- **REQUIRED ACTION**: Check each line of the data below for the word "meshkit", then extract the ones that have it.

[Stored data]
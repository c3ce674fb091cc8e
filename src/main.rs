//! `mesh-viewer`: draws a ground plane and an imported ASE mesh.
//!
//! Usage: `mesh-viewer [model.ase] [--config viewer.json]`

use std::path::PathBuf;
use std::sync::Arc;

use glam::{Mat4, Vec3, Vec4};
use glow::HasContext;
use meshkit::abs::App;
use meshkit::{AttributeSlots, DrawMode, Mesh, ShaderProgram, ViewerConfig};

const VERTEX_SOURCE: &str = include_str!("shaders/mesh/vert.glsl");
const FRAGMENT_SOURCE: &str = include_str!("shaders/mesh/frag.glsl");

struct Args {
    model: PathBuf,
    config: Option<PathBuf>,
}

fn parse_args() -> Result<Args, String> {
    let mut model = None;
    let mut config = None;
    let mut args = std::env::args().skip(1);
    while let Some(arg) = args.next() {
        match arg.as_str() {
            "--config" => {
                let path = args.next().ok_or("--config needs a path")?;
                config = Some(PathBuf::from(path));
            }
            _ if model.is_none() => model = Some(PathBuf::from(arg)),
            _ => return Err(format!("unexpected argument '{arg}'")),
        }
    }
    Ok(Args {
        model: model.unwrap_or_else(|| PathBuf::from("assets/quad.ase")),
        config,
    })
}

fn load_config(path: Option<&PathBuf>) -> Result<ViewerConfig, String> {
    match path {
        Some(path) => {
            let text = std::fs::read_to_string(path)
                .map_err(|e| format!("failed to read '{}': {e}", path.display()))?;
            ViewerConfig::from_json(&text).map_err(|e| e.to_string())
        }
        None => Ok(ViewerConfig::default()),
    }
}

/// Prepends the GLSL header that pins attribute locations to the configured slots.
fn with_slots(source: &str, slots: &AttributeSlots) -> String {
    format!(
        "#version 330 core\n\
         #define POSITION_SLOT {}\n\
         #define NORMAL_SLOT {}\n\
         #define UV_SLOT {}\n\
         #define COLOR_SLOT {}\n\
         {source}",
        slots.position, slots.normal, slots.uv, slots.color
    )
}

fn run() -> Result<(), String> {
    let args = parse_args()?;
    let config = load_config(args.config.as_ref())?;
    meshkit::logging::setup_logger(config.log_level().map_err(|e| e.to_string())?)
        .map_err(|e| e.to_string())?;

    let mut app = App::new("Mesh Viewer", 1280, 720)?;
    let gl: &Arc<glow::Context> = &app.gl;

    unsafe {
        gl.enable(glow::DEPTH_TEST);
        gl.enable(glow::CULL_FACE);
        gl.cull_face(glow::BACK);
        gl.front_face(glow::CCW);
        gl.clear_color(0.08, 0.09, 0.11, 1.0);
    }

    let slots = config.mesh.slots;
    let program = ShaderProgram::from_sources(
        gl,
        &with_slots(VERTEX_SOURCE, &slots),
        &with_slots(FRAGMENT_SOURCE, &slots),
    )
    .map_err(|e| e.to_string())?;

    let mut plane = Mesh::with_config(gl, config.mesh);
    plane
        .create_plane(config.plane_size)
        .map_err(|e| e.to_string())?;

    let mut model = Mesh::with_config(gl, config.mesh);
    if let Err(e) = model.read_ase(&args.model, &config.import) {
        log::error!("Could not import {}: {e}", args.model.display());
    }

    let (mut width, mut height) = app.window.size();
    let start = std::time::Instant::now();

    'running: loop {
        for event in app.event_pump.poll_iter() {
            match event {
                sdl2::event::Event::Quit { .. } => break 'running,
                sdl2::event::Event::Window {
                    win_event: sdl2::event::WindowEvent::Resized(w, h),
                    ..
                } => {
                    width = w as u32;
                    height = h as u32;
                    unsafe {
                        app.gl.viewport(0, 0, w, h);
                    }
                }
                _ => {}
            }
        }

        let aspect = width as f32 / height.max(1) as f32;
        let extent = config.plane_size * 2.0;
        let projection = Mat4::perspective_rh_gl(45f32.to_radians(), aspect, 0.1, extent * 10.0);
        let eye = Vec3::new(0.0, extent * 0.6, extent * 1.4);
        let view = Mat4::look_at_rh(eye, Vec3::ZERO, Vec3::Y);

        unsafe {
            app.gl.clear(glow::COLOR_BUFFER_BIT | glow::DEPTH_BUFFER_BIT);
        }

        program.use_program();
        program.set_uniform("u_model", Mat4::IDENTITY);
        program.set_uniform("u_mvp", projection * view);
        program.set_uniform("u_color", Vec4::new(0.35, 0.4, 0.35, 1.0));
        plane.render(DrawMode::Triangles, &program);

        if model.is_uploaded() {
            let spin = Mat4::from_rotation_y(start.elapsed().as_secs_f32() * 0.5);
            program.set_uniform("u_model", spin);
            program.set_uniform("u_mvp", projection * view * spin);
            program.set_uniform("u_color", Vec4::new(0.85, 0.6, 0.3, 1.0));
            model.render(config.draw_mode, &program);
        }

        app.window.gl_swap_window();
    }

    Ok(())
}

fn main() {
    if let Err(e) = run() {
        eprintln!("mesh-viewer: {e}");
        std::process::exit(1);
    }
}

- **RESULT**:
use meshkit::abs::App;
use meshkit::{AttributeSlots, DrawMode, Mesh, ShaderProgram, ViewerConfig};
    meshkit::logging::setup_logger(config.log_level().map_err(|e| e.to_string())?)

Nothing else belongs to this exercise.